**Records shown:**
[Start of Attachment]

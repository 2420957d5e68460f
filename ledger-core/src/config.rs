//! Configuration for the ledger core

use crate::executor::{BatchExecutor, DEFAULT_CONCURRENCY};
use serde::{Deserialize, Serialize};

/// Ledger core configuration
#[derive(Debug, Clone, PartialEq, Eq, Serialize, Deserialize)]
#[serde(default)]
pub struct Config {
    /// Maximum chain or database reads in flight per batch
    pub concurrency_limit: usize,
}

impl Default for Config {
    fn default() -> Self {
        Self {
            concurrency_limit: DEFAULT_CONCURRENCY,
        }
    }
}

impl Config {
    /// Load from file
    pub fn from_file(path: impl AsRef<std::path::Path>) -> crate::Result<Self> {
        let content = std::fs::read_to_string(path)?;
        let config: Config = toml::from_str(&content)
            .map_err(|e| crate::Error::Config(format!("Failed to parse config: {}", e)))?;
        config.validate()?;
        Ok(config)
    }

    /// Apply environment overrides
    pub fn apply_env(&mut self) -> crate::Result<()> {
        if let Ok(limit) = std::env::var("LEDGER_CONCURRENCY_LIMIT") {
            self.concurrency_limit = limit.parse().map_err(|e| {
                crate::Error::Config(format!("LEDGER_CONCURRENCY_LIMIT '{}': {}", limit, e))
            })?;
        }
        self.validate()
    }

    /// Reject settings the executor cannot honour
    pub fn validate(&self) -> crate::Result<()> {
        if self.concurrency_limit == 0 {
            return Err(crate::Error::Config(
                "concurrency_limit must be at least 1".to_string(),
            ));
        }
        Ok(())
    }

    /// Executor with the configured cap
    pub fn executor(&self) -> BatchExecutor {
        BatchExecutor::new(self.concurrency_limit)
    }
}

#[cfg(test)]
mod tests {
    use super::*;

    #[test]
    fn test_default_config() {
        let config = Config::default();
        assert_eq!(config.concurrency_limit, 5);
        assert_eq!(config.executor().limit(), 5);
    }

    #[test]
    fn test_zero_limit_rejected() {
        let config = Config {
            concurrency_limit: 0,
        };
        assert!(config.validate().is_err());
    }
}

[End of Attachment]

**What to do:** Could you quote, exactly as they appear, the line containing "pub fn executor(&self)" and every line after it to the end of the records above?

**Expected output:**
    pub fn executor(&self) -> BatchExecutor {
        BatchExecutor::new(self.concurrency_limit)
    }
}

#[cfg(test)]
mod tests {
    use super::*;

    #[test]
    fn test_default_config() {
        let config = Config::default();
        assert_eq!(config.concurrency_limit, 5);
        assert_eq!(config.executor().limit(), 5);
    }

    #[test]
    fn test_zero_limit_rejected() {
        let config = Config {
            concurrency_limit: 0,
        };
        assert!(config.validate().is_err());
    }
}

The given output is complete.